YOUR GOAL
Under this line are the records; write out word for word the part that begins at the line containing "Overall service status." and ends at the line containing "Mount health check", and no more.

═════ SUPPLIED RECORDS ═════

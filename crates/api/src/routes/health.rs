use axum::extract::State;
use axum::{routing::get, Json, Router};
use serde::Serialize;

use crate::state::AppState;

/// Health check response payload.
#[derive(Serialize)]
pub struct HealthResponse {
    /// Overall service status.
    pub status: &'static str,
    /// Crate version from Cargo.toml.
    pub version: &'static str,
    /// Whether the database is reachable.
    pub db_healthy: bool,
}

/// GET /health -- returns service and database health.
async fn health_check(State(state): State<AppState>) -> Json<HealthResponse> {
    let db_healthy = widgetry_db::health_check(&state.pool).await.is_ok();
    if !db_healthy {
        tracing::warn!("Health check could not reach the database");
    }

    Json(HealthResponse {
        status: if db_healthy { "ok" } else { "degraded" },
        version: env!("CARGO_PKG_VERSION"),
        db_healthy,
    })
}

/// Mount health check routes (intended for root-level, NOT under `/api/v1`).
pub fn router() -> Router<AppState> {
    Router::new().route("/health", get(health_check))
}
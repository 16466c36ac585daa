//! Domain logic for the widget builder backend.
//!
//! Everything in this crate is pure: no database, no network. The API and
//! task crates call into it for validation, payload shaping and the small
//! amount of cryptography the platform needs.

pub mod appointment;
pub mod config_merge;
pub mod crypto;
pub mod csv_export;
pub mod error;
pub mod notification;
pub mod pricing;
pub mod roles;
pub mod submission;
pub mod types;
pub mod widget_fields;
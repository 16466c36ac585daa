//! Role-based access control extractors.

use axum::extract::FromRequestParts;
use axum::http::request::Parts;
use widgetry_core::error::CoreError;

use super::auth::AuthUser;
use crate::error::AppError;
use crate::state::AppState;

/// Requires a staff account. Rejects with 403 Forbidden otherwise.
///
/// ```ignore
/// async fn create_template(RequireAdmin(admin): RequireAdmin) -> AppResult<Json<()>> {
///     Ok(Json(()))
/// }
/// ```
pub struct RequireAdmin(pub AuthUser);

impl FromRequestParts<AppState> for RequireAdmin {
    type Rejection = AppError;

    async fn from_request_parts(
        parts: &mut Parts,
        state: &AppState,
    ) -> Result<Self, Self::Rejection> {
        let user = AuthUser::from_request_parts(parts, state).await?;
        if !user.is_admin() {
            return Err(AppError::Core(CoreError::Forbidden(
                "Admin role required".into(),
            )));
        }
        Ok(RequireAdmin(user))
    }
}
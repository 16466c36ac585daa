//! Handlers for the `/auth` resource (register, login, refresh, logout, me).

use axum::extract::State;
use axum::http::StatusCode;
use axum::Json;
use chrono::Utc;
use serde::{Deserialize, Serialize};
use validator::ValidateEmail;
use widgetry_core::error::CoreError;
use widgetry_db::models::session::CreateSession;
use widgetry_db::models::user::{CreateUser, User, UserResponse};
use widgetry_db::repositories::{SessionRepo, UserRepo};

use crate::auth::jwt::{generate_access_token, generate_refresh_token, hash_refresh_token};
use crate::auth::password::{
    hash_password, validate_password_strength, verify_password, MIN_PASSWORD_LENGTH,
};
use crate::error::{AppError, AppResult};
use crate::middleware::auth::AuthUser;
use crate::response::DataResponse;
use crate::state::AppState;

// ---------------------------------------------------------------------------
// Request / response types
// ---------------------------------------------------------------------------

/// Request body for `POST /auth/register` and `POST /auth/login`.
#[derive(Debug, Deserialize)]
pub struct CredentialsRequest {
    pub email: String,
    pub password: String,
}

/// Request body for `POST /auth/refresh`.
#[derive(Debug, Deserialize)]
pub struct RefreshRequest {
    pub refresh_token: String,
}

/// Successful authentication response returned by login, refresh and
/// Google sign-in.
#[derive(Debug, Serialize)]
pub struct AuthResponse {
    pub access_token: String,
    pub refresh_token: String,
    /// Access token lifetime in seconds.
    pub expires_in: i64,
    pub user: UserResponse,
}

// ---------------------------------------------------------------------------
// Handlers
// ---------------------------------------------------------------------------

/// POST /api/v1/auth/register
pub async fn register(
    State(state): State<AppState>,
    Json(input): Json<CredentialsRequest>,
) -> AppResult<(StatusCode, Json<DataResponse<UserResponse>>)> {
    let email = normalize_email(&input.email);
    if !email.validate_email() {
        return Err(AppError::Core(CoreError::Validation(
            "Enter a valid email address.".into(),
        )));
    }
    validate_password_strength(&input.password, MIN_PASSWORD_LENGTH)
        .map_err(|msg| AppError::Core(CoreError::Validation(msg)))?;

    let password_hash = hash_password(&input.password)
        .map_err(|e| AppError::InternalError(format!("Password hashing error: {e}")))?;

    let user = UserRepo::create(
        &state.pool,
        &CreateUser {
            email,
            password_hash: Some(password_hash),
            is_oauth: false,
        },
    )
    .await?;

    tracing::info!(user_id = user.id, "User registered");
    Ok((
        StatusCode::CREATED,
        Json(DataResponse {
            data: UserResponse::from(&user),
        }),
    ))
}

/// POST /api/v1/auth/login
pub async fn login(
    State(state): State<AppState>,
    Json(input): Json<CredentialsRequest>,
) -> AppResult<Json<AuthResponse>> {
    let user = UserRepo::find_by_email(&state.pool, &normalize_email(&input.email))
        .await?
        .ok_or_else(invalid_credentials)?;

    ensure_active(&user)?;

    let Some(password_hash) = user.password_hash.as_deref() else {
        return Err(AppError::Core(CoreError::Forbidden(
            "This account signs in with Google".into(),
        )));
    };

    let password_valid = verify_password(&input.password, password_hash)
        .map_err(|e| AppError::InternalError(format!("Password verification error: {e}")))?;
    if !password_valid {
        return Err(invalid_credentials());
    }

    Ok(Json(create_auth_response(&state, &user).await?))
}

/// POST /api/v1/auth/refresh
///
/// Exchange a refresh token for a new token pair; the old session is
/// revoked.
pub async fn refresh(
    State(state): State<AppState>,
    Json(input): Json<RefreshRequest>,
) -> AppResult<Json<AuthResponse>> {
    let token_hash = hash_refresh_token(&input.refresh_token);

    let session = SessionRepo::find_by_refresh_token_hash(&state.pool, &token_hash)
        .await?
        .ok_or_else(|| {
            AppError::Core(CoreError::Unauthorized(
                "Invalid or expired refresh token".into(),
            ))
        })?;

    SessionRepo::revoke(&state.pool, session.id).await?;

    let user = UserRepo::find_by_id(&state.pool, session.user_id)
        .await?
        .ok_or_else(|| AppError::Core(CoreError::Unauthorized("User no longer exists".into())))?;
    ensure_active(&user)?;

    Ok(Json(create_auth_response(&state, &user).await?))
}

/// POST /api/v1/auth/logout
///
/// Revoke every session of the caller. Returns 204 No Content.
pub async fn logout(State(state): State<AppState>, auth_user: AuthUser) -> AppResult<StatusCode> {
    let revoked = SessionRepo::revoke_all_for_user(&state.pool, auth_user.user_id).await?;
    tracing::info!(user_id = auth_user.user_id, revoked, "User logged out");
    Ok(StatusCode::NO_CONTENT)
}

/// GET /api/v1/auth/me
pub async fn me(
    State(state): State<AppState>,
    auth_user: AuthUser,
) -> AppResult<Json<DataResponse<UserResponse>>> {
    let user = UserRepo::find_by_id(&state.pool, auth_user.user_id)
        .await?
        .ok_or_else(|| AppError::Core(CoreError::not_found("User", auth_user.user_id)))?;
    Ok(Json(DataResponse {
        data: UserResponse::from(&user),
    }))
}

// ---------------------------------------------------------------------------
// Helpers
// ---------------------------------------------------------------------------

/// Trim and lowercase the domain part; the local part keeps its case.
pub fn normalize_email(raw: &str) -> String {
    let trimmed = raw.trim();
    match trimmed.rsplit_once('@') {
        Some((local, domain)) => format!("{local}@{}", domain.to_lowercase()),
        None => trimmed.to_string(),
    }
}

fn invalid_credentials() -> AppError {
    AppError::Core(CoreError::Unauthorized(
        "Invalid email or password".into(),
    ))
}

pub(crate) fn ensure_active(user: &User) -> AppResult<()> {
    if user.is_active {
        Ok(())
    } else {
        Err(AppError::Core(CoreError::Forbidden(
            "Account is deactivated".into(),
        )))
    }
}

/// Issue an access token and a refresh-token session for `user`.
pub(crate) async fn create_auth_response(state: &AppState, user: &User) -> AppResult<AuthResponse> {
    let access_token = generate_access_token(user.id, user.role(), &state.config.jwt)
        .map_err(|e| AppError::InternalError(format!("Token generation error: {e}")))?;

    let (refresh_plaintext, refresh_hash) = generate_refresh_token();
    let expires_at = Utc::now() + chrono::Duration::days(state.config.jwt.refresh_token_expiry_days);

    SessionRepo::create(
        &state.pool,
        &CreateSession {
            user_id: user.id,
            refresh_token_hash: refresh_hash,
            expires_at,
            user_agent: None,
            ip_address: None,
        },
    )
    .await?;

    Ok(AuthResponse {
        access_token,
        refresh_token: refresh_plaintext,
        expires_in: state.config.jwt.access_expires_in(),
        user: UserResponse::from(user),
    })
}
//! Bearer-token authentication extractor.

use axum::extract::{FromRequestParts, OptionalFromRequestParts};
use axum::http::header::AUTHORIZATION;
use axum::http::request::Parts;
use widgetry_core::error::CoreError;
use widgetry_core::roles::ROLE_ADMIN;
use widgetry_core::types::DbId;

use crate::auth::jwt::validate_token;
use crate::error::AppError;
use crate::state::AppState;

/// The caller, taken from a JWT in the `Authorization: Bearer` header.
///
/// ```ignore
/// async fn list(State(state): State<AppState>, user: AuthUser) -> AppResult<Json<...>> {
///     WidgetRepo::list_for_user(&state.pool, user.user_id, None).await?;
/// }
/// ```
#[derive(Debug, Clone)]
pub struct AuthUser {
    pub user_id: DbId,
    /// `"admin"` or `"user"`.
    pub role: String,
}

impl AuthUser {
    pub fn is_admin(&self) -> bool {
        self.role == ROLE_ADMIN
    }

    fn from_header(value: &str, state: &AppState) -> Result<Self, AppError> {
        let token = value.strip_prefix("Bearer ").ok_or_else(|| {
            AppError::Core(CoreError::Unauthorized(
                "Invalid Authorization format. Expected: Bearer <token>".into(),
            ))
        })?;

        let claims = validate_token(token, &state.config.jwt).map_err(|_| {
            AppError::Core(CoreError::Unauthorized("Invalid or expired token".into()))
        })?;

        Ok(AuthUser {
            user_id: claims.sub,
            role: claims.role,
        })
    }
}

fn authorization(parts: &Parts) -> Option<&str> {
    parts.headers.get(AUTHORIZATION).and_then(|v| v.to_str().ok())
}

impl FromRequestParts<AppState> for AuthUser {
    type Rejection = AppError;

    async fn from_request_parts(
        parts: &mut Parts,
        state: &AppState,
    ) -> Result<Self, Self::Rejection> {
        let header = authorization(parts).ok_or_else(|| {
            AppError::Core(CoreError::Unauthorized(
                "Missing Authorization header".into(),
            ))
        })?;
        AuthUser::from_header(header, state)
    }
}

/// No header means anonymous; a header that fails validation is still 401.
impl OptionalFromRequestParts<AppState> for AuthUser {
    type Rejection = AppError;

    async fn from_request_parts(
        parts: &mut Parts,
        state: &AppState,
    ) -> Result<Option<Self>, Self::Rejection> {
        authorization(parts)
            .map(|header| AuthUser::from_header(header, state))
            .transpose()
    }
}
//! Route definitions for form templates.

use axum::routing::get;
use axum::Router;

use crate::handlers::form_templates;
use crate::state::AppState;

/// Routes mounted at `/form-templates`.
///
/// ```text
/// GET    /      -> list_templates
/// POST   /      -> create_template (admin only)
/// GET    /{id}  -> get_template
/// PUT    /{id}  -> update_template (admin only)
/// PATCH  /{id}  -> update_template (admin only)
/// DELETE /{id}  -> delete_template (admin only)
/// ```
pub fn router() -> Router<AppState> {
    Router::new()
        .route(
            "/",
            get(form_templates::list_templates).post(form_templates::create_template),
        )
        .route(
            "/{id}",
            get(form_templates::get_template)
                .put(form_templates::update_template)
                .patch(form_templates::update_template)
                .delete(form_templates::delete_template),
        )
}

═════

WRITTEN SOLUTION
    /// Overall service status.
    pub status: &'static str,
    /// Crate version from Cargo.toml.
    pub version: &'static str,
    /// Whether the database is reachable.
    pub db_healthy: bool,
}

/// GET /health -- returns service and database health.
async fn health_check(State(state): State<AppState>) -> Json<HealthResponse> {
    let db_healthy = widgetry_db::health_check(&state.pool).await.is_ok();
    if !db_healthy {
        tracing::warn!("Health check could not reach the database");
    }

    Json(HealthResponse {
        status: if db_healthy { "ok" } else { "degraded" },
        version: env!("CARGO_PKG_VERSION"),
        db_healthy,
    })
}

/// Mount health check routes (intended for root-level, NOT under `/api/v1`).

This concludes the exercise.